Whether you’re a team of five or five hundred, establishing — and sticking to — set work hours can go a long way with self-care.

As many companies shifted from working in the office to working from home during the COVID-19 pandemic, people actually ended up working more hours than before. In the US, UK, Austria, and Canada, employees working from home worked an average of 2.5 hours more than before the pandemic.

As a team, establish hours when employees are expected to be available — and also when they can completely shut off — to avoid confusion and frustration. Outside of these set hours, there should be no expectation to respond to emails, attend meetings, or even put mental space into work.

2. But allow for flexibility when possible.

While set hours lead to consistency, also offer flexibility when you can to promote self-care.

Previously, commutes, drives to lunch, and the infamous “water cooler chats” broke up the day. Now, as employees sit in front of their computer at home, let your team take breaks when they need to. Allow your employees to attend a doctor appointment during the workday, take a long lunch every once in a while, or take a walk midday to unwind.

As long as your team is meeting deadlines, remaining productive, and communicating effectively, let them figure out how to get there.

3. Actually encourage taking time off.

These past couple of years have consisted of a lot of time at home — and very little time anywhere else. Due to COVID-19, many people canceled vacations, get-togethers, and other reasons for time off.

Unfortunately, this is the opposite of self-care.

Time off doesn’t have to be taken for just vacations. You can also encourage time off in other ways. You can standardize certain days off, such as half-day Fridays in the summer or mandatory birthdays off. Or, you can simply be vocal about letting your team know they can and should take time off, even if they’re just bingeing Netflix all day.

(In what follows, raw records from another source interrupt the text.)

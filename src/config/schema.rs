//! Configuration schema for fixture provisioning
//!
//! Every field has a default matching the pinned fixture layout, so an empty
//! file (or no file at all) yields the canonical configuration.

use crate::version::VersionTag;
use serde::{Deserialize, Serialize};
use std::path::PathBuf;

/// Root configuration structure
#[derive(Debug, Clone, Default, Serialize, Deserialize)]
#[serde(default)]
pub struct Config {
    /// Fixture layout and pinned version
    pub fixtures: FixturesConfig,

    /// Remote archive source
    pub source: SourceConfig,

    /// External fixture generator
    pub generator: GeneratorConfig,
}

/// Fixture layout settings
#[derive(Debug, Clone, Serialize, Deserialize)]
#[serde(default)]
pub struct FixturesConfig {
    /// Archive revision to provision
    pub version_tag: VersionTag,

    /// Directory name for the extracted interchange tests
    pub output_dir: String,

    /// Directory name for generated tests
    pub generate_dir: String,

    /// Where downloaded archives are kept (defaults to the working root)
    pub cache_dir: Option<PathBuf>,
}

impl Default for FixturesConfig {
    fn default() -> Self {
        Self {
            version_tag: VersionTag::default(),
            output_dir: "interchange-tests".to_string(),
            generate_dir: "generated-tests".to_string(),
            cache_dir: None,
        }
    }
}

/// Remote archive source settings
#[derive(Debug, Clone, Serialize, Deserialize)]
#[serde(default)]
pub struct SourceConfig {
    /// Base URL; the version tag is appended as the last path segment
    pub base_url: String,

    /// Overall request timeout in seconds (0 = no timeout)
    pub timeout_secs: u64,
}

impl Default for SourceConfig {
    fn default() -> Self {
        Self {
            base_url: "https://github.com/eth-clients/slashing-protection-interchange-tests/tarball"
                .to_string(),
            timeout_secs: 300,
        }
    }
}

impl SourceConfig {
    /// URL of the archive for `tag`
    pub fn archive_url(&self, tag: &VersionTag) -> String {
        format!("{}/{}", self.base_url.trim_end_matches('/'), tag)
    }
}

/// External fixture generator settings
#[derive(Debug, Clone, Serialize, Deserialize)]
#[serde(default)]
pub struct GeneratorConfig {
    /// Program to execute
    pub program: String,

    /// Arguments placed before the output directory
    pub args: Vec<String>,
}

impl Default for GeneratorConfig {
    fn default() -> Self {
        Self {
            program: "cargo".to_string(),
            args: vec![
                "run".to_string(),
                "--release".to_string(),
                "--bin".to_string(),
                "test_generator".to_string(),
                "--".to_string(),
            ],
        }
    }
}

4. Have meaningful conversations about self-care.

The best way to know how your team is doing is to actually ask them. At CareContent, we are committed to getting honest feedback from all team members.

While we have our approach, there are plenty of ways to do this, such as surveys, one-on-one meetings, and round-robin check-ins during larger meetings. A combination of a few of these approaches can ensure you’re getting the information you’re looking for.

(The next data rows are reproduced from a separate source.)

//! In-process stand-ins for the network and the generator process

use crate::cache::ArchiveFetcher;
use crate::error::{FixturesError, FixturesResult};
use crate::generate::FixtureGenerator;
use async_trait::async_trait;
use flate2::write::GzEncoder;
use flate2::Compression;
use std::collections::{BTreeMap, HashMap};
use std::io::Write;
use std::path::{Path, PathBuf};
use std::sync::atomic::{AtomicUsize, Ordering};
use std::sync::Mutex;
use tar::{EntryType, Header};

/// Raw archive entry; names are written unvalidated so malformed
/// archives can be produced
pub enum Entry<'a> {
    Dir(&'a str),
    File(&'a str, &'a str),
    Symlink(&'a str, &'a str),
    HardLink(&'a str, &'a str),
    PaxGlobal(&'a str),
}

/// Build a gzip tarball from raw entries
pub fn tarball_entries(entries: &[Entry<'_>]) -> Vec<u8> {
    let mut builder = tar::Builder::new(GzEncoder::new(Vec::new(), Compression::default()));

    for entry in entries {
        let empty: &[u8] = &[];
        let (name, kind, link, data): (&str, EntryType, Option<&str>, &[u8]) = match *entry {
            Entry::Dir(name) => (name, EntryType::Directory, None, empty),
            Entry::File(name, body) => (name, EntryType::Regular, None, body.as_bytes()),
            Entry::Symlink(name, target) => (name, EntryType::Symlink, Some(target), empty),
            Entry::HardLink(name, target) => (name, EntryType::Link, Some(target), empty),
            Entry::PaxGlobal(comment) => (
                "pax_global_header",
                EntryType::XGlobalHeader,
                None,
                comment.as_bytes(),
            ),
        };

        let mut header = Header::new_gnu();
        header.set_entry_type(kind);
        header.set_size(data.len() as u64);
        header.set_mode(if kind == EntryType::Directory { 0o755 } else { 0o644 });
        header.set_mtime(1_600_000_000);
        {
            let old = header.as_old_mut();
            old.name[..name.len()].copy_from_slice(name.as_bytes());
            if let Some(link) = link {
                old.linkname[..link.len()].copy_from_slice(link.as_bytes());
            }
        }
        header.set_cksum();
        builder.append(&header, data).unwrap();
    }

    builder.into_inner().unwrap().finish().unwrap()
}

/// Build a `git archive` style tarball: pax header, one top-level
/// directory, files beneath it
pub fn tarball(top: &str, files: &[(&str, &str)]) -> Vec<u8> {
    let top_dir = format!("{}/", top);
    let names: Vec<String> = files.iter().map(|(p, _)| format!("{}/{}", top, p)).collect();

    let mut entries = vec![Entry::PaxGlobal("52 comment=0123456789abcdef0123456789abcdef01234567\n")];
    entries.push(Entry::Dir(&top_dir));
    for (name, (_, body)) in names.iter().zip(files) {
        entries.push(Entry::File(name, body));
    }
    tarball_entries(&entries)
}

/// Snapshot of a directory tree: relative path -> file contents
pub fn snapshot(root: &Path) -> BTreeMap<PathBuf, Vec<u8>> {
    fn walk(root: &Path, dir: &Path, out: &mut BTreeMap<PathBuf, Vec<u8>>) {
        for entry in std::fs::read_dir(dir).unwrap() {
            let path = entry.unwrap().path();
            let rel = path.strip_prefix(root).unwrap().to_path_buf();
            if path.is_dir() {
                out.insert(rel, Vec::new());
                walk(root, &path, out);
            } else {
                out.insert(rel, std::fs::read(&path).unwrap());
            }
        }
    }

    let mut out = BTreeMap::new();
    walk(root, root, &mut out);
    out
}

/// Serves fixed bodies per URL and counts requests
#[derive(Default)]
pub struct StaticFetcher {
    bodies: Mutex<HashMap<String, Vec<u8>>>,
    calls: AtomicUsize,
}

impl StaticFetcher {
    pub fn new() -> Self {
        Self::default()
    }

    pub fn with(self, url: &str, body: Vec<u8>) -> Self {
        self.set(url, body);
        self
    }

    pub fn set(&self, url: &str, body: Vec<u8>) {
        self.bodies.lock().unwrap().insert(url.to_string(), body);
    }

    pub fn calls(&self) -> usize {
        self.calls.load(Ordering::SeqCst)
    }
}

impl ArchiveFetcher for StaticFetcher {
    fn fetch(&self, url: &str, sink: &mut dyn Write) -> FixturesResult<u64> {
        self.calls.fetch_add(1, Ordering::SeqCst);
        let bodies = self.bodies.lock().unwrap();
        let body = bodies
            .get(url)
            .ok_or_else(|| FixturesError::fetch(url, "http status: 404"))?;
        sink.write_all(body).unwrap();
        Ok(body.len() as u64)
    }
}

/// Writes some bytes, then fails as if the connection dropped
pub struct FailingFetcher {
    bytes: usize,
}

impl FailingFetcher {
    pub fn after_bytes(bytes: usize) -> Self {
        Self { bytes }
    }
}

impl ArchiveFetcher for FailingFetcher {
    fn fetch(&self, url: &str, sink: &mut dyn Write) -> FixturesResult<u64> {
        sink.write_all(&vec![0x1f; self.bytes]).unwrap();
        Err(FixturesError::fetch(url, "connection reset by peer"))
    }
}

/// Generator writing a fixed set of files, optionally failing afterwards
#[derive(Default)]
pub struct StubGenerator {
    files: Vec<(String, String)>,
    fail: bool,
    runs: AtomicUsize,
}

impl StubGenerator {
    pub fn writing(files: &[(&str, &str)]) -> Self {
        Self {
            files: files
                .iter()
                .map(|(p, c)| (p.to_string(), c.to_string()))
                .collect(),
            ..Self::default()
        }
    }

    pub fn failing(mut self) -> Self {
        self.fail = true;
        self
    }

    pub fn runs(&self) -> usize {
        self.runs.load(Ordering::SeqCst)
    }
}

#[async_trait]
impl FixtureGenerator for StubGenerator {
    async fn generate(&self, output_dir: &Path) -> FixturesResult<()> {
        let run = self.runs.fetch_add(1, Ordering::SeqCst) + 1;
        std::fs::create_dir_all(output_dir).unwrap();
        for (path, contents) in &self.files {
            let target = output_dir.join(path);
            std::fs::create_dir_all(target.parent().unwrap()).unwrap();
            std::fs::write(target, contents).unwrap();
        }

        if self.fail {
            std::fs::write(output_dir.join(format!("partial-{}.json", run)), "{").unwrap();
            return Err(FixturesError::GeneratorFailed {
                command: "stub".to_string(),
                code: 1,
            });
        }
        Ok(())
    }

    fn describe(&self) -> String {
        "stub generator".to_string()
    }
}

Go beyond asking them how they are — ask them what they need. What would help them practice self-care, maintain a work-life balance, and feel appreciated in their role?

Then, of course, it’s absolutely crucial to follow up on requests in a real way.

5. Set a self-care example for your team.

Everyone needs self-care, including business leaders. But practicing self-care will not only help you — it will also ensure your team knows self-care is a priority in your organization.

Whether it’s sticking to a morning workout, setting an email signature that identifies your online hours, or taking a mental health day every once in a while, make sure your employees know that you practice self-care.

Model the behavior you want to see in your workforce, support their endeavors, and then watch your employees thrive.

Small Gestures Lead To Big Changes In Self-Care

Even small gestures can make a big impact on your team. Give your team an extra day off around the holidays. Send out a small e-gift card with a note saying, “Coffee is on us this morning!” Or, just take the time to say “thank you” to your team.

Self-care is all the rage in organizations recently, but it’s important to practice what we preach. Encourage your team to practice self-care for the benefit of their health and your overall company’s health.